I think the best approach here would be to use similar tactics allready discribed in the rules. An incorporeal creature emerging from a solid object seems like an OK match to me. The folloving is how I understand mentioned process and how it applies to your situation:

  • Staying close to interior is probably similar enough to standing (or more probably sitting or lying) near the rope trick's extradimentional space entrance.

  • You probably doesn't have to spend any kind of action to briefly stick some not very big portion of your body out of the extradimentional space to be able to affect Material plane, as well as to pull it back once you've affected it.
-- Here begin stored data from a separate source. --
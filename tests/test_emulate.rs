// Copyright (c) 2019 Georg Brandl.  Licensed under the Apache License,
// Version 2.0 <LICENSE-APACHE or http://www.apache.org/licenses/LICENSE-2.0>
// or the MIT license <LICENSE-MIT or http://opensource.org/licenses/MIT>, at
// your option. This file may not be copied, modified, or distributed except
// according to those terms.

use ngcvm::{Command, ControllerSnapshot, EmulationIssue, ErrorKind, ErrorPolicy, Machine,
            ParserConfig, Point3, Program, Shape};

/// An owned copy of the interesting parts of a run action.
#[derive(Debug)]
struct Move {
    command: Command,
    start: Point3,
    end: Point3,
    shape: Shape,
    rapid: bool,
    retract: bool,
    synced: bool,
    machine_coord: bool,
}

fn run(src: &str) -> (Vec<Move>, Vec<EmulationIssue>, [f64; 6]) {
    let program = Program::load(src, &ControllerSnapshot::default(), &ParserConfig::default(),
                                ErrorPolicy::Abort).unwrap();
    let mut machine = Machine::new();
    let mut emulator = program.emulate(&mut machine);
    let moves = (&mut emulator).map(|a| Move {
        command: a.token.command,
        start: a.start,
        end: a.end,
        shape: a.shape,
        rapid: a.is_rapid,
        retract: a.is_retract,
        synced: a.is_spindle_synced,
        machine_coord: a.is_in_machine_coord,
    }).collect();
    let position = emulator.machine().machine_position();
    (moves, emulator.into_issues(), position)
}

fn assert_close(a: f64, b: f64) {
    assert!((a - b).abs() < 1e-6, "{} != {}", a, b);
}

#[test]
fn test_incremental_equivalence() {
    let (abs, _, _) = run("G90\nG0 X1 Y2\nG1 X4 Y6 F100\nG1 Z-1.5\nG2 X8 Y6 I2 J0");
    let (inc, _, _) = run("G91\nG0 X1 Y2\nG1 X3 Y4 F100\nG1 Z-1.5\nG2 X4 Y0 I2 J0");
    assert_eq!(abs.len(), 4);
    assert_eq!(abs.len(), inc.len());
    for (a, b) in abs.iter().zip(&inc) {
        assert_eq!(a.end, b.end);
        assert_eq!(a.shape, b.shape);
    }
    assert_eq!(abs[3].end, Point3::new(8., 6., -1.5));
    assert_eq!(abs[3].shape, Shape::Arc {
        center: Point3::new(6., 6., -1.5), radius: 2., clockwise: true,
        plane: ngcvm::machine::Plane::XY, turns: 1,
    });
}

#[test]
fn test_units() {
    let (moves, _, _) = run("G20 G0 X1\nG21 G0 Y1");
    assert_eq!(moves[0].end, Point3::new(25.4, 0., 0.));
    assert_eq!(moves[1].end, Point3::new(25.4, 1., 0.));
}

#[test]
fn test_drill_repeats() {
    let (moves, issues, _) = run("G0 X0 Y0 Z10\nG91\nG81 X5 Y0 Z-3 R-8 L3 F100");
    assert!(issues.is_empty());
    let drill: Vec<_> = moves.iter().filter(|m| m.command == Command::G81).collect();
    // per repeat: XY rapid, rapid down to R, feed down, retract
    assert_eq!(drill.len(), 12);
    let plunges: Vec<_> = drill.iter().filter(|m| !m.rapid).collect();
    assert_eq!(plunges.len(), 3);
    for (n, plunge) in plunges.iter().enumerate() {
        assert_close(plunge.end.x, 5. * (n + 1) as f64);
        assert_close(plunge.start.z, 2.);
        assert_close(plunge.end.z, -1.);
    }
    let retracts: Vec<_> = drill.iter().filter(|m| m.retract).collect();
    assert_eq!(retracts.len(), 3);
    // G98 (the default) returns to the initial Z
    assert!(retracts.iter().all(|m| m.rapid && m.end.z == 10.));
}

#[test]
fn test_drill_retract_modes() {
    let (moves, _, _) = run("G0 X0 Y0 Z10\nG99 G81 X1 Y1 Z-2 R3 F100\nX2");
    let retracts: Vec<_> = moves.iter().filter(|m| m.retract).collect();
    assert_eq!(retracts.len(), 2);
    assert!(retracts.iter().all(|m| m.end.z == 3.));

    // below the R plane: rapid up to R first
    let (moves, _, _) = run("G0 X0 Y0 Z-5\nG98 G81 X1 Y1 Z-8 R2 F100");
    assert_eq!(moves[1].end, Point3::new(0., 0., 2.));
    assert!(moves[1].rapid);
    assert_close(moves.last().unwrap().end.z, 2.);

    // G85 feeds out
    let (moves, _, _) = run("G0 Z5\nG85 X1 Z-1 R1 F100");
    let retract = moves.iter().find(|m| m.retract).unwrap();
    assert!(!retract.rapid);
}

#[test]
fn test_threading_passes() {
    let (moves, issues, _) = run("G18\nG0 X10 Z0\nG76 P1.5 Z-20 I-1 J0.1 K1");
    assert!(issues.is_empty());
    let thread: Vec<_> = moves.iter().filter(|m| m.command == Command::G76).collect();
    let passes = thread.iter().filter(|m| m.retract).count();
    // ceil(K / J) for a degression of 1
    assert_eq!(passes, 10);
    let cuts: Vec<_> = thread.iter().filter(|m| m.synced).collect();
    assert_eq!(cuts.len(), 10);
    assert_close(cuts[0].end.x, 8.9);
    assert_close(cuts[9].end.x, 8.);
    assert!(cuts.iter().all(|m| m.end.z == -20.));
    // back at the start
    assert_eq!(thread.last().unwrap().end, Point3::new(10., 0., 0.));

    let (moves, _, _) = run("G18\nG0 X10 Z0\nG76 P1.5 Z-20 I-1 J0.1 K1 H2");
    assert_eq!(moves.iter().filter(|m| m.retract).count(), 12);
}

#[test]
fn test_threading_tapers() {
    let (moves, _, _) = run("G18\nG0 X10 Z0\nG76 P1.5 Z-20 I1 J0.5 K1 E2 L3");
    let synced: Vec<_> = moves.iter().filter(|m| m.synced).collect();
    // two passes, each with entry taper, cut and exit taper
    assert_eq!(synced.len(), 6);
    assert_close(synced[0].end.z, -2.);
    assert_close(synced[0].end.x, 11.5);
    assert_close(synced[1].end.z, -18.);
    assert_close(synced[2].end.x, 11.);
    assert_close(synced[2].end.z, -20.);
}

#[test]
fn test_scaling() {
    let (moves, _, _) = run("G51 X2 Y2 Z2\nG0 X5 Y5\nG50\nG0 X5 Y5");
    assert_eq!(moves[0].end, Point3::new(10., 10., 0.));
    assert_eq!(moves[1].end, Point3::new(5., 5., 0.));
}

#[test]
fn test_machine_coordinates() {
    let (moves, _, position) = run("G10 L2 P1 X10\nG53 G0 X0\nG0 X1");
    assert!(moves[0].machine_coord);
    assert_eq!(moves[0].end.x, 0.);
    assert!(!moves[1].machine_coord);
    assert_eq!(moves[1].start.x, -10.);
    assert_eq!(moves[1].end.x, 1.);
    assert_eq!(position[0], 11.);
}

#[test]
fn test_g92_offset() {
    let (moves, _, position) = run("G0 X10\nG92 X0\nG0 X5\nG92.1\nG0 X5");
    assert_eq!(moves.len(), 3);
    assert_eq!(moves[1].start.x, 0.);
    assert_eq!(moves[1].end.x, 5.);
    assert_eq!(moves[2].start.x, 15.);
    assert_eq!(position[0], 5.);
}

#[test]
fn test_arc_problems() {
    let (moves, issues, _) = run("G0 X0 Y0\nG2 X10 Y0 R2 F100\nG3 X0 Y0 R5");
    assert_eq!(issues.len(), 1);
    assert_eq!(issues[0].line, 2);
    assert_eq!(issues[0].command, Command::G2);
    assert_eq!(moves[1].shape, Shape::Line);
    assert_eq!(moves[1].end, Point3::new(10., 0., 0.));
    match moves[2].shape {
        Shape::Arc { center, radius, clockwise, .. } => {
            assert_close(center.x, 5.);
            assert_close(center.y, 0.);
            assert_close(radius, 5.);
            assert!(!clockwise);
        }
        other => panic!("unexpected shape {:?}", other),
    }
}

#[test]
fn test_splines() {
    let (moves, issues, _) = run("G0 X0 Y0\nG5 X10 Y0 I2 J5 P-2 Q5 F100\nG5 X20 Y0 P-2 Q-5\nG5.1 X30 I5 J5");
    assert!(issues.is_empty());
    match moves[2].shape {
        // continues tangentially from the last P/Q
        Shape::Spline { controls } => assert_eq!(controls[1], Point3::new(12., -5., 0.)),
        other => panic!("unexpected shape {:?}", other),
    }
    match moves[3].shape {
        Shape::Spline { controls } => {
            assert_eq!(controls[0], Point3::new(20., 0., 0.));
            assert_eq!(controls[3], Point3::new(30., 0., 0.));
        }
        other => panic!("unexpected shape {:?}", other),
    }
}

#[test]
fn test_probe() {
    let program = Program::load("G38.2 Z-10 F100", &ControllerSnapshot::default(),
                                &ParserConfig::default(), ErrorPolicy::Abort).unwrap();
    let mut machine = Machine::new();
    assert_eq!(program.emulate(&mut machine).count(), 1);
    assert!(machine.probe().success);
    assert_eq!(machine.probe().position[2], -10.);
    // emulating again starts from the snapshot
    assert_eq!(program.emulate(&mut machine).count(), 1);
    assert_eq!(machine.position()[2], -10.);
}

#[test]
fn test_threading_pass_limit() {
    // degression R2 squares the pass count
    let (moves, _, _) = run("G18\nG0 X10 Z0\nG76 P1.5 Z-20 I-1 J0.1 K1 R2");
    assert_eq!(moves.iter().filter(|m| m.retract).count(), 100);

    for src in &["G18\nG0 X10 Z0\nG76 P1 Z-10 I-1 J0.1 K1 R100",
                 "G18\nG0 X10 Z0\nG76 P1 Z-10 I-1 J0.1 K1 H20000"] {
        let err = Program::load(src, &ControllerSnapshot::default(), &ParserConfig::default(),
                                ErrorPolicy::Abort).unwrap_err();
        assert_eq!(err.kind, ErrorKind::CycleWordInvalid);
        assert_eq!(err.line, 3);
    }
}

#[test]
fn test_drill_r_plane_rounding() {
    // 0.2 + 0.1 - 0.1 is not exactly 0.2
    let (moves, _, _) = run("G10 L2 P1 Z0.1\nG0 X0 Y0 Z-1\nG81 X1 Y0 Z-2 R0.2 F100");
    let drill: Vec<_> = moves.iter().filter(|m| m.command == Command::G81).collect();
    // up to R, over to XY, feed down, retract
    assert_eq!(drill.len(), 4);
    assert!(drill.iter().all(|m| m.start != m.end));
}

#[test]
fn test_predefined_positions() {
    // through the given point, then all axes to the stored position
    let (moves, _, position) = run("G0 X3 Y4 Z5\nG28.1\nG0 X0 Y0 Z0\nG28 Z10");
    assert_eq!(moves.len(), 4);
    assert_eq!(moves[2].end, Point3::new(0., 0., 10.));
    assert!(moves[2].rapid && !moves[2].machine_coord);
    assert_eq!(moves[3].start, Point3::new(0., 0., 10.));
    assert_eq!(moves[3].end, Point3::new(3., 4., 5.));
    assert!(moves[3].rapid && moves[3].machine_coord);
    assert_eq!(position, [3., 4., 5., 0., 0., 0.]);

    // without axis words there is no intermediate move
    let (moves, _, position) = run("G0 X1 Y2 Z3\nG30.1\nG0 X0 Y0 Z0\nG30");
    assert_eq!(moves.len(), 3);
    assert_eq!(moves[2].command, Command::G30);
    assert_eq!(moves[2].end, Point3::new(1., 2., 3.));
    assert_eq!(position[..3], [1., 2., 3.]);

    let (moves, _, position) = run("G30.1\nG0 X5 Y5\nG30 X6");
    assert_eq!(moves[1].end, Point3::new(6., 5., 0.));
    assert_eq!(moves[2].end, Point3::new(0., 0., 0.));
    assert_eq!(position[..3], [0., 0., 0.]);

    // stored positions read back as parameters
    let (moves, _, _) = run("G0 X3 Y4\nG28.1\nG0 X1 Y2\nG30.1\nG0 X#5161 Y#5182");
    assert_eq!(moves.last().unwrap().end, Point3::new(3., 2., 0.));
}
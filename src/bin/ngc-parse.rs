// Copyright (c) 2019 Georg Brandl.  Licensed under the Apache License,
// Version 2.0 <LICENSE-APACHE or http://www.apache.org/licenses/LICENSE-2.0>
// or the MIT license <LICENSE-MIT or http://opensource.org/licenses/MIT>, at
// your option. This file may not be copied, modified, or distributed except
// according to those terms.

//! Parses a G-code file and prints it in canonical form (or as XML).

use std::path::PathBuf;
use clap::Parser;
use tracing_subscriber::EnvFilter;

use ngcvm::{ControllerSnapshot, Dialect, ErrorPolicy, ParserConfig, Program};

#[derive(Parser)]
#[command(author, version, about, long_about = None)]
struct Cli {
    /// Input G-code file
    input: PathBuf,

    /// Parser configuration (TOML)
    #[arg(short, long)]
    config: Option<PathBuf>,

    /// Controller snapshot to start from (TOML)
    #[arg(short, long)]
    snapshot: Option<PathBuf>,

    /// Override the dialect of the configuration
    #[arg(short, long)]
    dialect: Option<Dialect>,

    /// Omit repeated axis words in G0/G1
    #[arg(long)]
    compress: bool,

    /// Print the token list as XML
    #[arg(long)]
    xml: bool,

    /// Stop at the first invalid block
    #[arg(long)]
    abort: bool,
}

fn main() -> Result<(), Box<dyn std::error::Error>> {
    tracing_subscriber::fmt()
        .with_env_filter(EnvFilter::from_default_env())
        .with_writer(std::io::stderr)
        .init();

    let cli = Cli::parse();
    let mut config = match &cli.config {
        Some(path) => ParserConfig::load(path)?,
        None => ParserConfig::default(),
    };
    if let Some(dialect) = cli.dialect {
        config.dialect = dialect;
    }
    let snapshot = match &cli.snapshot {
        Some(path) => ControllerSnapshot::load(path)?,
        None => ControllerSnapshot::default(),
    };
    let policy = if cli.abort { ErrorPolicy::Abort } else { ErrorPolicy::Skip };

    let text = std::fs::read_to_string(&cli.input)?;
    let program = match Program::load(&text, &snapshot, &config, policy) {
        Ok(program) => program,
        Err(e) => {
            eprintln!("line {}: {}", e.line, e.message(config.dialect));
            std::process::exit(1);
        }
    };
    for e in program.errors() {
        eprintln!("line {}: {}", e.line, e.message(config.dialect));
    }
    if cli.xml {
        println!("{}", program.to_xml()?);
    } else {
        print!("{}", program.render(cli.compress));
    }
    Ok(())
}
This is based on the fact that there is no mentoin of incorporeal creature being ought to spend some actions to emegre from the surfase or to hide inside it again. It's just a minor shift in creature's position. As with an incorporeal creature, once you "emerge", you have cover.

  • Someone can affect you during your action which affects Material plane (or in most cases right prior to this action). It requires immidiate or readied action, as it is now your turn.

This is mostly true for spells, as they can't cross the entrance. For ranged weapon attacks it is probably possible to just shoot in and out without emerging in any way. Those shooting in just can't see where are they shooting.

As a side note I should point out that it may be not such an easy task to dispell extradimentional space when the rope is pulled inside. From the point of view of someone on the Material plane, extradimentional space has no "borders", and what the spell affects and probably persists on (the rope) is out of reach for dispelling magic. And it is questionabe at best if you can affect an entrance of extradimentional space with it.